━━━ Records for processing
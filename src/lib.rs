//! # imgchain
//!
//! A small image manipulation library with a chainable handle. Load a PNG,
//! GIF or JPEG, apply a sequence of transforms, and save in the original
//! format:
//!
//! ```no_run
//! use imgchain::ImageHandle;
//!
//! # fn main() -> imgchain::imaging::Result<()> {
//! let mut image = ImageHandle::open("content/dawn.jpg")?;
//! image
//!     .fit(1200, 1200)?
//!     .overlay("content/watermark.png", 20, 20)?
//!     .rotate(5.0)?;
//! image.save(Some("dawn-web"))?; // content/dawn-web.jpg
//! # Ok(())
//! # }
//! ```
//!
//! # Architecture
//!
//! ```text
//! bytes ──Codec::decode──▶ PixelCanvas ──transforms──▶ PixelCanvas ──Codec::encode──▶ bytes
//!   ▲                                                                                   │
//!   └──────────────────────────────── Storage ◀─────────────────────────────────────────┘
//! ```
//!
//! Every transform reads the current canvas and produces a new one. The
//! handle swaps the new canvas in only after the transform succeeds.
//!
//! # Module Map
//!
//! | Module | Role |
//! |--------|------|
//! | [`imaging`] | Canvas, pixel primitives, transform policies, codecs and the [`ImageHandle`] façade |
//! | [`config`] | `imgchain.toml` loading, validation and merging over stock defaults |
//! | [`pipeline`] | Textual op chains (`fit:300x300`, `rotate:90`) used by the CLI |
//!
//! # Design Decisions
//!
//! ## 7-bit Inverted Alpha
//!
//! Canvas alpha runs from 0 (opaque) to 127 (fully transparent), the same
//! scale masks are computed on. Conversion to and from 8-bit RGBA happens
//! only at the codec boundary.
//!
//! ## Pure-Rust Codecs
//!
//! Decoding and encoding use the `image` crate. There are no system
//! dependencies, and the pixel math in [`imaging`] never touches a codec, so
//! it is unit tested on synthetic canvases.

pub mod config;
pub mod imaging;
pub mod pipeline;

pub use imaging::{ImageError, ImageHandle, ImageSource, SaveOutcome};

#[cfg(test)]
pub(crate) mod test_helpers;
━━━━━━
Return every line of the listing, word for word.

filename src/lib.rs
//! # imgchain
//!
//! A small image manipulation library with a chainable handle. Load a PNG,
//! GIF or JPEG, apply a sequence of transforms, and save in the original
//! format:
//!
//! ```no_run
//! use imgchain::ImageHandle;
//!
//! # fn main() -> imgchain::imaging::Result<()> {
//! let mut image = ImageHandle::open("content/dawn.jpg")?;
//! image
//!     .fit(1200, 1200)?
//!     .overlay("content/watermark.png", 20, 20)?
//!     .rotate(5.0)?;
//! image.save(Some("dawn-web"))?; // content/dawn-web.jpg
//! # Ok(())
//! # }
//! ```
//!
//! # Architecture
//!
//! ```text
//! bytes ──Codec::decode──▶ PixelCanvas ──transforms──▶ PixelCanvas ──Codec::encode──▶ bytes
//!   ▲                                                                                   │
//!   └──────────────────────────────── Storage ◀─────────────────────────────────────────┘
//! ```
//!
//! Every transform reads the current canvas and produces a new one. The
//! handle swaps the new canvas in only after the transform succeeds.
//!
//! # Module Map
//!
//! | Module | Role |
//! |--------|------|
//! | [`imaging`] | Canvas, pixel primitives, transform policies, codecs and the [`ImageHandle`] façade |
//! | [`config`] | `imgchain.toml` loading, validation and merging over stock defaults |
//! | [`pipeline`] | Textual op chains (`fit:300x300`, `rotate:90`) used by the CLI |
//!
//! # Design Decisions
//!
//! ## 7-bit Inverted Alpha
//!
//! Canvas alpha runs from 0 (opaque) to 127 (fully transparent), the same
//! scale masks are computed on. Conversion to and from 8-bit RGBA happens
//! only at the codec boundary.
//!
//! ## Pure-Rust Codecs
//!
//! Decoding and encoding use the `image` crate. There are no system
//! dependencies, and the pixel math in [`imaging`] never touches a codec, so
//! it is unit tested on synthetic canvases.

pub mod config;
pub mod imaging;
pub mod pipeline;

pub use imaging::{ImageError, ImageHandle, ImageSource, SaveOutcome};

#[cfg(test)]
pub(crate) mod test_helpers;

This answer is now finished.